Allan has hit the nail on the head with this article. It is our ever controlling leaders and bureaucrats that seek ways to cause complaint. Nearly all immigrants couldn't care less what Australians celebrate. Why do they hate Australians so? GC.Ed.
According to a report by the Department of Veterans Affairs, ANZAC Day commemorations are a risk to multiculturalism and a source of “unexpected negative complications.” The report that says of the ANZAC commemorations, “Commemorating our military history in a multicultural society is something of a double-edged sword. While the 100th anniversary commemorations are thought to provide some opportunity for creating a greater sense of unity, it is also recognized as a potential area of divisiveness.”
How very true, and the division it is creating is between an arrogant interfering bureaucracy and the Veterans who march in remembrance of all Australians who didn’t come home and for those Australians who would like to commemorate ANZAC Day on the former battlefields of WWI.
The Government squandered $370,000 so that Veteran’s Affairs Bureaucrats could finance a number of ‘Focus Groups’ to develop still more political correctness and tell us that ANZAC Day commemorations were “unpopular with younger people” and offend recent Islamic immigrants. Someone forgot to tell the focus groups about the increasing numbers of young people that are attending dawn services and other ANZAC Day commemorations around Australia, at Gallipoli and other memorial sites on the battlefields of WWI and recent immigrants are offended by everything Australian.
Each year we have Allies and former enemies gathering side-by-side to commemorate those battles that stole so many young lives around the globe. Polish, German, Turkish, Japanese, British, Vietnamese, South African, Canadian and others gather to show respect and remember those that didn’t make it back home. There doesn’t seem to be any problem there, but it does appear that there are some immigrants who take offence at ANZAC Day as they do with Christmas and Easter and must therefore be placated to preserve the illusion that is the failed concept of multiculturalism.
From one Veteran’s group came the following comment, “We seem to be able to acknowledge war is not a nice thing and that people on both sides lose out – and we have never had to spend $300,000 combined, let alone in one year.” It is in fact almost $500,000.
In past years battlefields tour companies have catered adequately for those Australian and New Zealanders who wished to attend the dawn service at Gallipoli and other WWI memorials throughout the various former battlefields. Tour operators of long standing say that the Gallipoli site could easily manage up to 20,000 visitors, but experience also tells them that there is an average of only 8,000 ever attend because of the inconvenience in terms of travel and accommodation and also because many visitors are choosing to go to the other WWI sites where more comfortable transport and accommodation arrangements exist.
Tour operators had been offering places for the 2015 Centenary Dawn Service at Gallipoli for some time until the Minister for Veteran’s Affairs, Warren Snowden, decided that the Australian government should lead the way and convince the New Zealand and Turkish governments that there needed to be strict government management (interference).

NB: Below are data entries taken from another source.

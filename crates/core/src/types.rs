use chrono::{DateTime, Utc};
use serde::{Deserialize, Serialize};
use std::collections::HashMap;
use uuid::Uuid;

/// A customer record, the unit the segmentation engine evaluates against.
#[derive(Debug, Clone, Serialize, Deserialize)]
pub struct Customer {
    pub id: Uuid,
    pub name: String,
    pub email: String,
    #[serde(default)]
    pub phone: Option<String>,
    #[serde(default)]
    pub total_spent: f64,
    #[serde(default)]
    pub visit_count: u32,
    #[serde(default)]
    pub last_visit: Option<DateTime<Utc>>,
    #[serde(default)]
    pub tags: Vec<String>,
    #[serde(default)]
    pub custom_fields: HashMap<String, serde_json::Value>,
    pub created_at: DateTime<Utc>,
    pub updated_at: DateTime<Utc>,
}

/// Incoming customer payload before the store assigns identity and timestamps.
/// This is the shape carried on the `customer-ingestion` queue.
#[derive(Debug, Clone, Serialize, Deserialize)]
pub struct CustomerDraft {
    pub name: String,
    pub email: String,
    #[serde(default)]
    pub phone: Option<String>,
    #[serde(default)]
    pub total_spent: f64,
    #[serde(default)]
    pub visit_count: u32,
    #[serde(default)]
    pub last_visit: Option<DateTime<Utc>>,
    #[serde(default)]
    pub tags: Vec<String>,
    #[serde(default)]
    pub custom_fields: HashMap<String, serde_json::Value>,
}

impl Customer {
    pub fn from_draft(draft: CustomerDraft) -> Self {
        let now = Utc::now();
        Self {
            id: Uuid::new_v4(),
            name: draft.name,
            email: draft.email.trim().to_lowercase(),
            phone: draft.phone,
            total_spent: draft.total_spent,
            visit_count: draft.visit_count,
            last_visit: draft.last_visit,
            tags: draft.tags,
            custom_fields: draft.custom_fields,
            created_at: now,
            updated_at: now,
        }
    }
}

// ─── Segments ───────────────────────────────────────────────────────────

/// Boolean combinator for rules within a group and for groups within a segment.
#[derive(Debug, Clone, Copy, PartialEq, Eq, Serialize, Deserialize)]
#[serde(rename_all = "UPPERCASE")]
pub enum GroupLogic {
    And,
    Or,
}

impl Default for GroupLogic {
    fn default() -> Self {
        GroupLogic::And
    }
}

/// Comparison applied by a single rule. Operators this engine does not
/// recognize deserialize to `Unknown` and always evaluate false.
#[derive(Debug, Clone, Copy, PartialEq, Eq, Serialize)]
#[serde(rename_all = "snake_case")]
pub enum RuleOperator {
    Equals,
    NotEquals,
    Contains,
    NotContains,
    GreaterThan,
    LessThan,
    Between,
    In,
    NotIn,
    Unknown,
}

impl<'de> Deserialize<'de> for RuleOperator {
    fn deserialize<D>(deserializer: D) -> Result<Self, D::Error>
    where
        D: serde::Deserializer<'de>,
    {
        let raw = String::deserialize(deserializer)?;
        Ok(match raw.as_str() {
            "equals" => RuleOperator::Equals,
            "not_equals" => RuleOperator::NotEquals,
            "contains" => RuleOperator::Contains,
            "not_contains" => RuleOperator::NotContains,
            "greater_than" => RuleOperator::GreaterThan,
            "less_than" => RuleOperator::LessThan,
            "between" => RuleOperator::Between,
            "in" => RuleOperator::In,
            "not_in" => RuleOperator::NotIn,
            _ => RuleOperator::Unknown,
        })
    }
}

/// A single predicate over one customer field.
#[derive(Debug, Clone, Serialize, Deserialize)]
pub struct Rule {
    pub field: String,
    pub operator: RuleOperator,
    pub value: serde_json::Value,
    pub group_id: String,
}

/// A named sub-collection of rules combined with one boolean operator.
#[derive(Debug, Clone, Serialize, Deserialize)]
pub struct Group {
    pub id: String,
    #[serde(default)]
    pub logic: GroupLogic,
}

/// A persisted boolean rule set over customer attributes, with a cached
/// matching-customer count.
#[derive(Debug, Clone, Serialize, Deserialize)]
pub struct Segment {
    pub id: Uuid,
    pub name: String,
    #[serde(default)]
    pub description: Option<String>,
    pub rules: Vec<Rule>,
    pub groups: Vec<Group>,
    #[serde(default)]
    pub rule_logic: GroupLogic,
    #[serde(default)]
    pub customer_count: u64,
    pub created_by: Uuid,
    #[serde(default)]
    pub last_evaluated: Option<DateTime<Utc>>,
    #[serde(default)]
    pub tags: Vec<String>,
    pub created_at: DateTime<Utc>,
    pub updated_at: DateTime<Utc>,
}

// ─── Campaigns ──────────────────────────────────────────────────────────

#[derive(Debug, Clone, Copy, PartialEq, Eq, Serialize, Deserialize)]
#[serde(rename_all = "snake_case")]
pub enum CampaignStatus {
    Draft,
    Scheduled,
    Running,
    Paused,
    Completed,
    Failed,
}

/// Aggregate delivery counters. Owned by the campaign document and mutated
/// only by the delivery pipeline, via atomic store increments.
#[derive(Debug, Clone, Copy, Default, Serialize, Deserialize)]
pub struct CampaignStats {
    pub total_audience: u64,
    pub sent: u64,
    pub delivered: u64,
    pub failed: u64,
}

/// Increment applied to `CampaignStats` by the receipt reconciler. Keyed by
/// campaign id so the store can apply it without a read-modify-write cycle.
#[derive(Debug, Clone, Copy, Default)]
pub struct StatsDelta {
    pub sent: u64,
    pub delivered: u64,
    pub failed: u64,
}

/// A scheduled or immediate send of one message template to all customers
/// currently matching a segment.
#[derive(Debug, Clone, Serialize, Deserialize)]
pub struct Campaign {
    pub id: Uuid,
    pub name: String,
    #[serde(default)]
    pub description: Option<String>,
    pub segment_id: Uuid,
    /// Message template; `{name}` is substituted per customer at dispatch.
    pub message: String,
    pub status: CampaignStatus,
    #[serde(default)]
    pub schedule_time: Option<DateTime<Utc>>,
    #[serde(default)]
    pub stats: CampaignStats,
    pub created_by: Uuid,
    #[serde(default)]
    pub tags: Vec<String>,
    pub created_at: DateTime<Utc>,
    pub updated_at: DateTime<Utc>,
}

// ─── Delivery logs ──────────────────────────────────────────────────────

/// Lifecycle of a single per-customer delivery. Uppercase on the wire to
/// match vendor receipts; lowercase aliases accept the queue-keyed shape.
#[derive(Debug, Clone, Copy, PartialEq, Eq, Serialize, Deserialize)]
#[serde(rename_all = "SCREAMING_SNAKE_CASE")]
pub enum DeliveryStatus {
    #[serde(alias = "pending")]
    Pending,
    #[serde(alias = "sent")]
    Sent,
    #[serde(alias = "delivered")]
    Delivered,
    #[serde(alias = "failed")]
    Failed,
}

impl DeliveryStatus {
    /// Terminal statuses are the only ones a receipt may carry.
    pub fn is_terminal(self) -> bool {
        matches!(self, DeliveryStatus::Delivered | DeliveryStatus::Failed)
    }
}

/// Immediate acknowledgment returned by the vendor on message acceptance.
#[derive(Debug, Clone, Serialize, Deserialize)]
pub struct VendorResponse {
    pub message_id: String,
    pub status: DeliveryStatus,
    pub timestamp: DateTime<Utc>,
}

/// The durable per-customer delivery record for one campaign. Exactly one
/// log exists per (campaign, customer) pair; the reconciler mutates it in
/// place and it is never deleted.
#[derive(Debug, Clone, Serialize, Deserialize)]
pub struct CommunicationLog {
    pub id: Uuid,
    pub campaign_id: Uuid,
    pub segment_id: Uuid,
    pub customer_id: Uuid,
    pub message: String,
    pub status: DeliveryStatus,
    #[serde(default)]
    pub vendor_response: Option<VendorResponse>,
    #[serde(default)]
    pub delivery_receipt: Option<serde_json::Value>,
    #[serde(default)]
    pub error: Option<String>,
    #[serde(default)]
    pub retry_count: u32,
    #[serde(default)]
    pub last_attempt: Option<DateTime<Utc>>,
    pub created_by: Uuid,
    pub created_at: DateTime<Utc>,
}

// ─── Queue envelopes ────────────────────────────────────────────────────

pub const QUEUE_CUSTOMER_INGESTION: &str = "customer-ingestion";
pub const QUEUE_CAMPAIGN_DELIVERY: &str = "campaign-delivery";
pub const QUEUE_DELIVERY_RECEIPT: &str = "delivery-receipt";

/// Envelope on `customer-ingestion`.
#[derive(Debug, Clone, Serialize, Deserialize)]
#[serde(tag = "type", content = "data", rename_all = "kebab-case")]
pub enum IngestionMessage {
    Create(CustomerDraft),
    BulkCreate(Vec<CustomerDraft>),
    /// Unrecognized message types are logged and acknowledged without effect.
    #[serde(other)]
    Unknown,
}

/// Envelope on `campaign-delivery`.
#[derive(Debug, Clone, Serialize, Deserialize)]
#[serde(tag = "type", content = "data", rename_all = "kebab-case")]
pub enum DeliveryMessage {
    NewCampaign(NewCampaign),
    #[serde(other)]
    Unknown,
}

#[derive(Debug, Clone, Serialize, Deserialize)]
pub struct NewCampaign {
    pub campaign_id: Uuid,
    pub segment_id: Uuid,
    pub message: String,
}

/// A delivery receipt on the `delivery-receipt` queue. Two shapes are
/// accepted: the vendor callback payload (keyed by vendor message id) and
/// the queue-keyed shape addressed by (campaign, customer).
#[derive(Debug, Clone, Serialize, Deserialize)]
#[serde(untagged)]
pub enum ReceiptMessage {
    Vendor(VendorReceipt),
    Direct(DirectReceipt),
}

#[derive(Debug, Clone, Serialize, Deserialize)]
pub struct VendorReceipt {
    pub message_id: String,
    pub status: DeliveryStatus,
    pub timestamp: DateTime<Utc>,
    #[serde(default)]
    pub metadata: serde_json::Value,
}

#[derive(Debug, Clone, Serialize, Deserialize)]
pub struct DirectReceipt {
    pub campaign_id: Uuid,
    pub customer_id: Uuid,
    pub status: DeliveryStatus,
    #[serde(default)]
    pub error: Option<String>,
}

They have decided to overlook the tour operators and limit the number that can attend to 6,000 Australians and 2,000 New Zealanders and deciding just who will be allowed to attend by ballot. Paul Murphy, chief executive of Military History Tours, who has been leading visits to Gallipoli since 1989, said he believed the beach could safely accommodate 20,000 visitors.
Too bad if you were planning on going to Gallipoli to remember and honour a family member who didn’t make it back, because if your name doesn’t come out in the ballot then you won’t be welcome.
However, there is one thing that you can be assured of and that is that there will be a small army of meddling bureaucratic ‘organisers’ and politicians spouting their insincere platitudes while smiling for the cameras. They will be milking this little ‘jolly’ for everything it is worth at taxpayers expense and taking up places that should rightly go to ordinary Australians and New Zealanders.
Allan is retired from active RAAF duty. In civilian life he was a
pilot and flight instructor. He was also the commander of an Royeal
Volunteer Coastal Patrol maritime rescue unit on the South Coast of NSW
and senior officer for the Far South Coast. He fights for a fair go for
ex-servicemen and women and is a harsh critic of the government's
treatment of serving and ex-service personnel.